## WHAT THE TASK ASKS
Count the lines of data below that include "Result". Provide only the number.

Start of PROVIDED DATA

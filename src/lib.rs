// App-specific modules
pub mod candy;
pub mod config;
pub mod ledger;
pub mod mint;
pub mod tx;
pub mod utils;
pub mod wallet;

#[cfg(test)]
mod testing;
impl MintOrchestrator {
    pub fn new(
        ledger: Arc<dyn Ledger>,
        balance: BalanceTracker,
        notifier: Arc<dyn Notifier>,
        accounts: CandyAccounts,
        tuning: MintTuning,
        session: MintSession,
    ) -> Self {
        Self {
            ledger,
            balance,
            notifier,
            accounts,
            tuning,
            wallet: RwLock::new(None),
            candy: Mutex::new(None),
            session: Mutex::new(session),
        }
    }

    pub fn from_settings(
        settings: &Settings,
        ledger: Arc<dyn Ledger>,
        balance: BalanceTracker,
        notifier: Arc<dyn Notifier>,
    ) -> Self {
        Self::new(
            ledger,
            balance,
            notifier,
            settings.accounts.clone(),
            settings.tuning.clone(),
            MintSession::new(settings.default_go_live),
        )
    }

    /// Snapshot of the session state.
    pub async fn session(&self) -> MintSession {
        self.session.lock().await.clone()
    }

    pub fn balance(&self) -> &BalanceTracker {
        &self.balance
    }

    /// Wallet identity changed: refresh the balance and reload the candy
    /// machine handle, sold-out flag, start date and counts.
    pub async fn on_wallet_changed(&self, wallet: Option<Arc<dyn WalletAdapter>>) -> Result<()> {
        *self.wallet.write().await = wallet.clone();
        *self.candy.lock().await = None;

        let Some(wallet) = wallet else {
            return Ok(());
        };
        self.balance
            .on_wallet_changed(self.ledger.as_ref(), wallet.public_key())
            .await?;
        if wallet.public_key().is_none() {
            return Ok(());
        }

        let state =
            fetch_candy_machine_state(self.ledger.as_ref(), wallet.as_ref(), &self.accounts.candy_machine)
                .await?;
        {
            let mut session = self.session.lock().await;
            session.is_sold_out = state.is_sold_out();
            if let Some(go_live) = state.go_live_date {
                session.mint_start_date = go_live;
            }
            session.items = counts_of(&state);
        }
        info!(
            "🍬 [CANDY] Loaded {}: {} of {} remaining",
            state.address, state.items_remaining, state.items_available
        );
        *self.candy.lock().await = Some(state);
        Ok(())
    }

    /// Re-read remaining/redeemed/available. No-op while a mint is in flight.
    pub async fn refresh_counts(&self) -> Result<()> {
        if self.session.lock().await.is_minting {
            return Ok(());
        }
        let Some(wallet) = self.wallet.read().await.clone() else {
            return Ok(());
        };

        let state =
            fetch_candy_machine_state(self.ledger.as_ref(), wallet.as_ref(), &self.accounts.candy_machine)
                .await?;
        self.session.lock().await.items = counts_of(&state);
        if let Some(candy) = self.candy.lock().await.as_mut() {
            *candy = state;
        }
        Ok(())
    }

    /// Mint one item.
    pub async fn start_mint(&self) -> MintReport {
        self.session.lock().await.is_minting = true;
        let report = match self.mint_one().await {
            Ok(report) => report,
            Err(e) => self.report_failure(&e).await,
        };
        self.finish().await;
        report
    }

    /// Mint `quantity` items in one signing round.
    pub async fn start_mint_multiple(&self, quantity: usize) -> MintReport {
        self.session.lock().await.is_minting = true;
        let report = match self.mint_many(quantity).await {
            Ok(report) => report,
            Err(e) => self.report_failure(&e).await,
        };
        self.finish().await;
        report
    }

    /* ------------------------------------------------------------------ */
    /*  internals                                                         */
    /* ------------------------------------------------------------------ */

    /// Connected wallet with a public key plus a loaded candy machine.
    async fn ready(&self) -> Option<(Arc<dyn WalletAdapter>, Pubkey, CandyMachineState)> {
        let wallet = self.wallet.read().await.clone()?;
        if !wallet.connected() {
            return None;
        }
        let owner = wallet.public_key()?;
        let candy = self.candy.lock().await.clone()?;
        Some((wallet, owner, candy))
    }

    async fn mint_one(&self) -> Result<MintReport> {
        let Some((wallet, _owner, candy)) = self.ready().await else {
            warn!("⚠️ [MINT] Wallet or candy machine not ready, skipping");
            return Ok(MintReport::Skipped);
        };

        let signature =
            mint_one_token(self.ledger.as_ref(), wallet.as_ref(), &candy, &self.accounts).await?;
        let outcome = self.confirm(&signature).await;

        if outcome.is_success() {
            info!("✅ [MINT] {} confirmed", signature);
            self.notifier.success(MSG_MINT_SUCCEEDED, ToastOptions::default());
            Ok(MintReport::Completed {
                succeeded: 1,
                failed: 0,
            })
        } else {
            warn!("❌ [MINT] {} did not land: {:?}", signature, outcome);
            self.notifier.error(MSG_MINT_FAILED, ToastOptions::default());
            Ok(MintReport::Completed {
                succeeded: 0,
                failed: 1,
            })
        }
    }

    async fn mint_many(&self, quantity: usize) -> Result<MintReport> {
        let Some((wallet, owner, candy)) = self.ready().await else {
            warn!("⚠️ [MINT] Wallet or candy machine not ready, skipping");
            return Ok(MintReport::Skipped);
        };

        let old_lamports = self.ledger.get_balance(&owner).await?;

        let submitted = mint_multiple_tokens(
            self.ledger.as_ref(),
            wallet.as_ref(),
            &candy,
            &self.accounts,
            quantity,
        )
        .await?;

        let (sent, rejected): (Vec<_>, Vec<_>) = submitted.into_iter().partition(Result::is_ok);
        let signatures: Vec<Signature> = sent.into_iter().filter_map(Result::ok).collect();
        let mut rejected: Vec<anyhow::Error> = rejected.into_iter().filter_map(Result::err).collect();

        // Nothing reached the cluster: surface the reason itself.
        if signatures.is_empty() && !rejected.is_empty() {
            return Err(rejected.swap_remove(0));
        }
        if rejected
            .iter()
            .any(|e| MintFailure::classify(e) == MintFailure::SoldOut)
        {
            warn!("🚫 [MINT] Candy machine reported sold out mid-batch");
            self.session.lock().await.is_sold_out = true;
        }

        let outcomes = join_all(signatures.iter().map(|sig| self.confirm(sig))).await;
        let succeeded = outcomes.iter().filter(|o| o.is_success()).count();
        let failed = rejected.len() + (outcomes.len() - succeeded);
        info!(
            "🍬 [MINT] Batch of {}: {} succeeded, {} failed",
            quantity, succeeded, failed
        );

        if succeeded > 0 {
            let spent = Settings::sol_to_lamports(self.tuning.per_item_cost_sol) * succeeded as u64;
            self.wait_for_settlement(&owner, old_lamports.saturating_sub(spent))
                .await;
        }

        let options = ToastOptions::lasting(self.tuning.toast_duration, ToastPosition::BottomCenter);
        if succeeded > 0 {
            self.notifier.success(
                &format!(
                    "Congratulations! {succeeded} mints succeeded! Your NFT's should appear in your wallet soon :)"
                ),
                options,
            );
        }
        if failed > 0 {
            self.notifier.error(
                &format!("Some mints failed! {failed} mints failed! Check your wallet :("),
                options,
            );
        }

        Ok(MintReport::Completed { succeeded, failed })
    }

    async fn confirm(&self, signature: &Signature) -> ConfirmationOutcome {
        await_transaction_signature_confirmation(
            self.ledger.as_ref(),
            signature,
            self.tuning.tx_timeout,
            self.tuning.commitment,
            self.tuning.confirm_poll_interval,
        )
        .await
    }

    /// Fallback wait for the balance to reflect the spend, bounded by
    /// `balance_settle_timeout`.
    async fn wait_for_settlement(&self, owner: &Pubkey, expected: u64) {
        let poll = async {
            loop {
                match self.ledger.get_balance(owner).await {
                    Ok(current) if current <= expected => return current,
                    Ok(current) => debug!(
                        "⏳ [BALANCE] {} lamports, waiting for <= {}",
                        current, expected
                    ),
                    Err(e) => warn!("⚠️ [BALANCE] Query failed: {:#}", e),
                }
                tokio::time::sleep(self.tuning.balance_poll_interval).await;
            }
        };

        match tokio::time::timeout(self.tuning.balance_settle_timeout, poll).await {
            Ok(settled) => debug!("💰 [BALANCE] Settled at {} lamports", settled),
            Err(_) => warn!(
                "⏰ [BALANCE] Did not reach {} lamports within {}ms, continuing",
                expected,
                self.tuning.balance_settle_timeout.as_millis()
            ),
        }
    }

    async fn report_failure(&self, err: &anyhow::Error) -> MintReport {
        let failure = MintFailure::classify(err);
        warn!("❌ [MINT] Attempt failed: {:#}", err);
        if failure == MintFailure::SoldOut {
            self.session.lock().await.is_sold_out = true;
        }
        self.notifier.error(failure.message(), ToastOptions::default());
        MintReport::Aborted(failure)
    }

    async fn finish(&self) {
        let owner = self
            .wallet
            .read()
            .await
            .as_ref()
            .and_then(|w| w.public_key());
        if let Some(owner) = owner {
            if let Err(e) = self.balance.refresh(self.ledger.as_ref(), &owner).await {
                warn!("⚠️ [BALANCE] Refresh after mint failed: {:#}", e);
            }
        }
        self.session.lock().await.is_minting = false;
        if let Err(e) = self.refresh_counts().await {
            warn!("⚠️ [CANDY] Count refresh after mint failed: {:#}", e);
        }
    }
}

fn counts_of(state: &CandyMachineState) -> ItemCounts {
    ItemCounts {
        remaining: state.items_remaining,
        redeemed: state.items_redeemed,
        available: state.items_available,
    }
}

End of PROVIDED DATA

## ANSWER SECTION
7